Always make sure you are traveling with your passport, driver’s license, and car rental agreement in case you get pulled over by the “transito” police.
Shuttles, Taxis, and Colectivos
Those of you staying with Iguana Surf will have access to our free airport shuttle from Liberia National Airport. If you’re not staying with us, or flying into San Jose, and looking to reach the coast, there are various shuttles and buses which can be used, including Alfaro, Caribe, Gray Line, and Interbus. Buses are privately run in Costa Rica, so stops and fees are determined by the company. Figuring out a bus route can be tricky due to this and you will definitely want to plan ahead.

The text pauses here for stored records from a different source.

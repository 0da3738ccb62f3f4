use std::path::{Path, PathBuf};

use anyhow::{bail, Context, Result};
use clap::Parser;
use voiceshift::io::{read_wav_file, write_wav_file, MonoClip, WavEncoding};
use voiceshift::{ratio_to_semitones, semitones_to_ratio, PitchDetector, ProcessorConfig};

#[derive(Parser)]
#[command(name = "voiceshift")]
#[command(about = "Pitch and formant shifting for voice recordings", long_about = None)]
struct Cli {
    /// Input WAV file (multi-channel input is downmixed to mono)
    input: PathBuf,
    /// Output WAV file (mono)
    output: PathBuf,
    /// Pitch ratio, 2.0 = one octave up
    #[arg(short, long, conflicts_with = "semitones")]
    pitch: Option<f32>,
    /// Pitch shift in semitones
    #[arg(short, long, allow_hyphen_values = true)]
    semitones: Option<f32>,
    /// Formant ratio, above 1.0 sounds smaller, below 1.0 larger
    #[arg(short, long, default_value_t = 1.0)]
    formant: f32,
    /// JSON processor configuration; missing fields use defaults
    #[arg(short, long)]
    config: Option<PathBuf>,
    /// Block size override
    #[arg(long)]
    block_size: Option<usize>,
    /// Write 32-bit float samples instead of 16-bit PCM
    #[arg(long)]
    float: bool,
    /// Print the median detected pitch of input and output
    #[arg(long)]
    report_pitch: bool,
}

fn load_config(path: Option<&Path>) -> Result<ProcessorConfig> {
    let Some(path) = path else {
        return Ok(ProcessorConfig::default());
    };
    let text = std::fs::read_to_string(path)
        .with_context(|| format!("failed to read config {}", path.display()))?;
    let config = serde_json::from_str(&text)
        .with_context(|| format!("failed to parse config {}", path.display()))?;
    Ok(config)
}

/// Median pitch over all voiced frames, if any.
fn median_pitch(samples: &[f32], config: &ProcessorConfig) -> Option<f32> {
    let mut detector = PitchDetector::new(config.window_size, config.sample_rate);
    let mut pitches: Vec<f32> = samples
        .windows(config.window_size)
        .step_by(config.hop_size)
        .filter_map(|frame| detector.detect(frame))
        .map(|est| est.frequency_hz)
        .collect();
    if pitches.is_empty() {
        return None;
    }
    pitches.sort_by(f32::total_cmp);
    Some(pitches[pitches.len() / 2])
}

fn describe_pitch(label: &str, pitch: Option<f32>) {
    match pitch {
        Some(hz) => eprintln!("{} pitch: {:.1} Hz", label, hz),
        None => eprintln!("{} pitch: unvoiced", label),
    }
}

fn main() -> Result<()> {
    env_logger::init();
    let cli = Cli::parse();

    let mut config = load_config(cli.config.as_deref())?;
    if let Some(block_size) = cli.block_size {
        config.block_size = block_size;
    }

    let clip = read_wav_file(&cli.input)
        .with_context(|| format!("failed to read {}", cli.input.display()))?;
    config.sample_rate = clip.sample_rate;
    config.validate()?;

    let pitch = match (cli.pitch, cli.semitones) {
        (Some(ratio), _) => ratio,
        (None, Some(semitones)) => semitones_to_ratio(semitones),
        (None, None) => 1.0,
    };
    if !pitch.is_finite() || pitch <= 0.0 {
        bail!("pitch ratio must be a positive number, got {}", pitch);
    }

    eprintln!(
        "Input: {} ({} Hz, {} ch, {:.2}s)",
        cli.input.display(),
        clip.sample_rate,
        clip.source_channels,
        clip.duration_secs()
    );
    eprintln!(
        "Pitch: {:.4} ({:+.2} semitones), formant: {:.4}",
        pitch,
        ratio_to_semitones(pitch),
        cli.formant
    );
    log::debug!("configuration: {:?}", config);

    let shifted = voiceshift::render(&clip.samples, &config, pitch, cli.formant)?;

    if cli.report_pitch {
        describe_pitch("Input", median_pitch(&clip.samples, &config));
        describe_pitch("Output", median_pitch(&shifted, &config));
    }

    let encoding = if cli.float {
        WavEncoding::Float32
    } else {
        WavEncoding::Int16
    };
    let out = MonoClip::new(shifted, clip.sample_rate);
    write_wav_file(&cli.output, &out, encoding)
        .with_context(|| format!("failed to write {}", cli.output.display()))?;
    eprintln!("Wrote {} samples to {}", out.samples.len(), cli.output.display());

    Ok(())
}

For those just looking to travel a few towns over, a bus is a fairly simple and cheap option, costing around $2.
A private shuttle is a more expensive option for getting to different surf spots but it will be direct and you won’t waste time waiting and making stops like you will with a bus. Iguana Surf offers a shuttle to nearby Avellenas Beach and offers shuttles to other locations with Caribe.

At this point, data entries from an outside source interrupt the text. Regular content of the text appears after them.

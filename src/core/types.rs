use serde::{Deserialize, Serialize};

use crate::error::ShiftError;

/// A single audio sample (32-bit float, nominally -1.0 to 1.0).
pub type Sample = f32;

/// Render quantum of the Web Audio API, the default block size.
pub const DEFAULT_BLOCK_SIZE: usize = 128;
/// Default analysis window length in samples. This is also the latency.
pub const DEFAULT_WINDOW_SIZE: usize = 1024;
/// Default hop between analysis frames.
pub const DEFAULT_HOP_SIZE: usize = 128;
/// Default number of cepstral coefficients kept for the spectral envelope.
pub const DEFAULT_ENVELOPE_ORDER: usize = 64;
/// Default sample rate, used only for time conversions and pitch analysis.
pub const DEFAULT_SAMPLE_RATE: u32 = 48_000;

/// Largest accepted block size.
pub const MAX_BLOCK_SIZE: usize = 8192;
/// Smallest accepted analysis window.
pub const MIN_WINDOW_SIZE: usize = 64;
/// Largest accepted analysis window.
pub const MAX_WINDOW_SIZE: usize = 16384;
/// Minimum window/hop overlap factor for exact Hann² overlap-add.
pub const MIN_OVERLAP: usize = 4;

/// Input and output samples are saturated to this magnitude.
pub const MAX_SAMPLE_MAGNITUDE: f32 = 32.0;

/// Explicit lifecycle of a processor.
#[derive(Debug, Clone, Copy, PartialEq, Eq)]
pub enum ProcessorPhase {
    /// Fewer than one analysis window of input has been seen; output is silence.
    Priming,
    /// The analysis window is full and output carries transformed audio.
    Steady,
}

/// Construction-time configuration of a [`VoiceProcessor`](crate::VoiceProcessor).
///
/// All buffer sizes derive from these values and are fixed for the lifetime
/// of the processor.
///
/// ```
/// use voiceshift::ProcessorConfig;
///
/// let config = ProcessorConfig::new()
///     .with_block_size(256)
///     .with_window_size(2048)
///     .with_hop_size(256);
/// assert!(config.validate().is_ok());
/// ```
#[derive(Debug, Clone, PartialEq, Eq, Serialize, Deserialize)]
#[serde(default)]
pub struct ProcessorConfig {
    /// Host block size in samples.
    pub block_size: usize,
    /// Analysis window length in samples.
    pub window_size: usize,
    /// Samples between successive analysis frames.
    pub hop_size: usize,
    /// Cepstral lifter order used to separate envelope from fine structure.
    pub envelope_order: usize,
    /// Stream sample rate in Hz.
    pub sample_rate: u32,
}

impl Default for ProcessorConfig {
    fn default() -> Self {
        Self {
            block_size: DEFAULT_BLOCK_SIZE,
            window_size: DEFAULT_WINDOW_SIZE,
            hop_size: DEFAULT_HOP_SIZE,
            envelope_order: DEFAULT_ENVELOPE_ORDER,
            sample_rate: DEFAULT_SAMPLE_RATE,
        }
    }
}

impl ProcessorConfig {
    /// Creates the default configuration.
    pub fn new() -> Self {
        Self::default()
    }

    /// Sets the host block size.
    pub fn with_block_size(mut self, block_size: usize) -> Self {
        self.block_size = block_size;
        self
    }

    /// Sets the analysis window size.
    ///
    /// The envelope order is not rescaled; set it separately when changing
    /// the window by a large factor.
    pub fn with_window_size(mut self, window_size: usize) -> Self {
        self.window_size = window_size;
        self
    }

    /// Sets the hop size.
    pub fn with_hop_size(mut self, hop_size: usize) -> Self {
        self.hop_size = hop_size;
        self
    }

    /// Sets the cepstral envelope order.
    pub fn with_envelope_order(mut self, envelope_order: usize) -> Self {
        self.envelope_order = envelope_order;
        self
    }

    /// Sets the sample rate.
    pub fn with_sample_rate(mut self, sample_rate: u32) -> Self {
        self.sample_rate = sample_rate;
        self
    }

    /// Number of spectral bins (`window_size / 2 + 1`).
    #[inline]
    pub fn num_bins(&self) -> usize {
        self.window_size / 2 + 1
    }

    /// Fixed latency in samples between input and output.
    #[inline]
    pub fn latency_samples(&self) -> usize {
        self.window_size
    }

    /// Checks that the configuration describes a usable processor.
    pub fn validate(&self) -> Result<(), ShiftError> {
        if self.block_size == 0 || self.block_size > MAX_BLOCK_SIZE {
            return Err(ShiftError::InvalidConfig(format!(
                "block_size must be in 1..={}, got {}",
                MAX_BLOCK_SIZE, self.block_size
            )));
        }
        if self.window_size < MIN_WINDOW_SIZE
            || self.window_size > MAX_WINDOW_SIZE
            || self.window_size % 2 != 0
        {
            return Err(ShiftError::InvalidConfig(format!(
                "window_size must be even and in {}..={}, got {}",
                MIN_WINDOW_SIZE, MAX_WINDOW_SIZE, self.window_size
            )));
        }
        if self.hop_size == 0 || self.window_size % self.hop_size != 0 {
            return Err(ShiftError::InvalidConfig(format!(
                "hop_size must divide window_size {}, got {}",
                self.window_size, self.hop_size
            )));
        }
        if self.window_size / self.hop_size < MIN_OVERLAP {
            return Err(ShiftError::InvalidConfig(format!(
                "window_size / hop_size must be at least {}, got {}",
                MIN_OVERLAP,
                self.window_size / self.hop_size
            )));
        }
        if self.envelope_order == 0 || self.envelope_order >= self.window_size / 2 {
            return Err(ShiftError::InvalidConfig(format!(
                "envelope_order must be in 1..{}, got {}",
                self.window_size / 2,
                self.envelope_order
            )));
        }
        if self.sample_rate == 0 {
            return Err(ShiftError::InvalidConfig(
                "sample_rate must be positive".to_string(),
            ));
        }
        Ok(())
    }
}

You can find a legal Red Taxi almost anywhere and it’s a convenient and relatively inexpensive way of getting around in Costa Rica. Another common form of transportation is hiring a private car called a colectivo (taxi pirata – pirate taxi). While not a legal form of transportation, a colectivo is a cheap way of getting around Costa Rica. You can find a colectivo by standing near a bus stop, where a colectivo will shout out where they are going and a price, or you can find one by simply standing along the street or walking over to where a few cars and drivers are parked and ask them for a ride. With colectivos and taxis, always determine the price before accepting a ride.

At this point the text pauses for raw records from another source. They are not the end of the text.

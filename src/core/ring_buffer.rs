//! Fixed-capacity ring buffer for real-time audio paths.

/// Fixed-capacity ring buffer.
///
/// The buffer never allocates after construction and never shifts memory.
/// It serves both as a sliding history (via [`slide_in`](RingBuffer::slide_in))
/// and as a FIFO between frame synthesis and block output.
#[derive(Debug, Clone)]
pub struct RingBuffer<T>
where
    T: Copy + Default,
{
    data: Vec<T>,
    head: usize,
    len: usize,
}

impl<T> RingBuffer<T>
where
    T: Copy + Default,
{
    /// Creates an empty ring buffer with fixed capacity.
    pub fn with_capacity(cap: usize) -> Self {
        Self {
            data: vec![T::default(); cap],
            head: 0,
            len: 0,
        }
    }

    /// Creates a ring buffer with fixed capacity that already holds `len`
    /// default values.
    pub fn prefilled(cap: usize, len: usize) -> Self {
        let mut rb = Self::with_capacity(cap);
        rb.len = len.min(cap);
        rb
    }

    /// Returns the number of elements currently stored.
    #[inline]
    pub fn len(&self) -> usize {
        self.len
    }

    /// Returns the fixed capacity.
    #[inline]
    pub fn capacity(&self) -> usize {
        self.data.len()
    }

    /// Returns available free space.
    #[inline]
    pub fn available(&self) -> usize {
        self.capacity() - self.len
    }

    /// Returns true when no elements are stored.
    #[inline]
    pub fn is_empty(&self) -> bool {
        self.len == 0
    }

    #[inline]
    fn tail(&self) -> usize {
        let cap = self.capacity();
        if cap == 0 {
            0
        } else {
            (self.head + self.len) % cap
        }
    }

    /// Discards up to `n` elements from the front.
    ///
    /// Returns the number of elements discarded.
    pub fn discard(&mut self, n: usize) -> usize {
        let to_drop = n.min(self.len);
        if to_drop == 0 {
            return 0;
        }
        self.head = (self.head + to_drop) % self.capacity();
        self.len -= to_drop;
        to_drop
    }

    /// Pushes as many items as fit from `input`.
    ///
    /// Returns the number of items pushed.
    pub fn push_slice(&mut self, input: &[T]) -> usize {
        let to_push = input.len().min(self.available());
        if to_push == 0 {
            return 0;
        }
        let tail = self.tail();
        let first = to_push.min(self.capacity() - tail);
        self.data[tail..tail + first].copy_from_slice(&input[..first]);
        let second = to_push - first;
        if second > 0 {
            self.data[..second].copy_from_slice(&input[first..to_push]);
        }
        self.len += to_push;
        to_push
    }

    /// Appends `input`, dropping the oldest elements so that the newest
    /// `capacity` items are kept.
    pub fn slide_in(&mut self, input: &[T]) {
        let cap = self.capacity();
        if cap == 0 {
            return;
        }
        let input = if input.len() > cap {
            &input[input.len() - cap..]
        } else {
            input
        };
        let overflow = (self.len + input.len()).saturating_sub(cap);
        self.discard(overflow);
        self.push_slice(input);
    }

    /// Copies elements from the front into `out` without removing them.
    ///
    /// Returns the number of copied elements.
    pub fn peek_slice(&self, out: &mut [T]) -> usize {
        let to_copy = out.len().min(self.len);
        if to_copy == 0 {
            return 0;
        }
        let first = to_copy.min(self.capacity() - self.head);
        out[..first].copy_from_slice(&self.data[self.head..self.head + first]);
        let second = to_copy - first;
        if second > 0 {
            out[first..to_copy].copy_from_slice(&self.data[..second]);
        }
        to_copy
    }

    /// Pops as many items as available into `output`.
    ///
    /// Returns the number of items popped.
    pub fn pop_slice(&mut self, output: &mut [T]) -> usize {
        let popped = self.peek_slice(output);
        self.discard(popped);
        popped
    }
}

#[cfg(test)]
mod tests {
    use super::RingBuffer;

    #[test]
    fn push_pop_wrap() {
        let mut rb = RingBuffer::<i32>::with_capacity(4);
        assert_eq!(rb.push_slice(&[1, 2, 3]), 3);
        let mut out = [0; 2];
        assert_eq!(rb.pop_slice(&mut out), 2);
        assert_eq!(out, [1, 2]);
        assert_eq!(rb.push_slice(&[4, 5, 6]), 3);
        let mut out2 = [0; 4];
        assert_eq!(rb.pop_slice(&mut out2), 4);
        assert_eq!(out2, [3, 4, 5, 6]);
        assert!(rb.is_empty());
    }

    #[test]
    fn bounded_capacity() {
        let mut rb = RingBuffer::<f32>::with_capacity(2);
        assert_eq!(rb.push_slice(&[1.0, 2.0, 3.0]), 2);
        assert_eq!(rb.len(), 2);
        assert_eq!(rb.available(), 0);
    }

    #[test]
    fn slide_keeps_newest() {
        let mut rb = RingBuffer::<i32>::prefilled(4, 4);
        rb.slide_in(&[1, 2]);
        let mut out = [9; 4];
        assert_eq!(rb.peek_slice(&mut out), 4);
        assert_eq!(out, [0, 0, 1, 2]);

        rb.slide_in(&[3, 4, 5]);
        rb.peek_slice(&mut out);
        assert_eq!(out, [2, 3, 4, 5]);

        // Longer than capacity: only the tail survives
        rb.slide_in(&[10, 11, 12, 13, 14, 15]);
        rb.peek_slice(&mut out);
        assert_eq!(out, [12, 13, 14, 15]);
        assert_eq!(rb.len(), 4);
    }

    #[test]
    fn prefilled_reads_defaults() {
        let mut rb = RingBuffer::<f32>::prefilled(8, 3);
        assert_eq!(rb.len(), 3);
        let mut out = [1.0f32; 3];
        assert_eq!(rb.pop_slice(&mut out), 3);
        assert_eq!(out, [0.0; 3]);
    }

    #[test]
    fn discard_more_than_len() {
        let mut rb = RingBuffer::<u8>::with_capacity(3);
        rb.push_slice(&[1, 2]);
        assert_eq!(rb.discard(10), 2);
        assert!(rb.is_empty());
        assert_eq!(rb.push_slice(&[7, 8, 9]), 3);
        let mut out = [0u8; 3];
        rb.pop_slice(&mut out);
        assert_eq!(out, [7, 8, 9]);
    }
}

While Uber is not technically legal in the country, it is operating in more and more cities and towns. You can find between 6 and 11 Uber drivers in Tamarindo on any given day. The service is very popular in big centers like San Jose and is easily accessible.
Sharing rides is a common way of getting around Costa Rica. Just join Facebook groups relevant to the town you are staying in, ask around, and you might get lucky. You may also have luck just by making friends with other surfers who want to organize road trips to popular surf spots. Hanging around the surf shops like Iguana Surf will help you find other surfers.
Getting to Nearby Surf Spots
If you don’t have a vehicle of your own, there are still ways to get to the best and closest surf spots around Tamarindo.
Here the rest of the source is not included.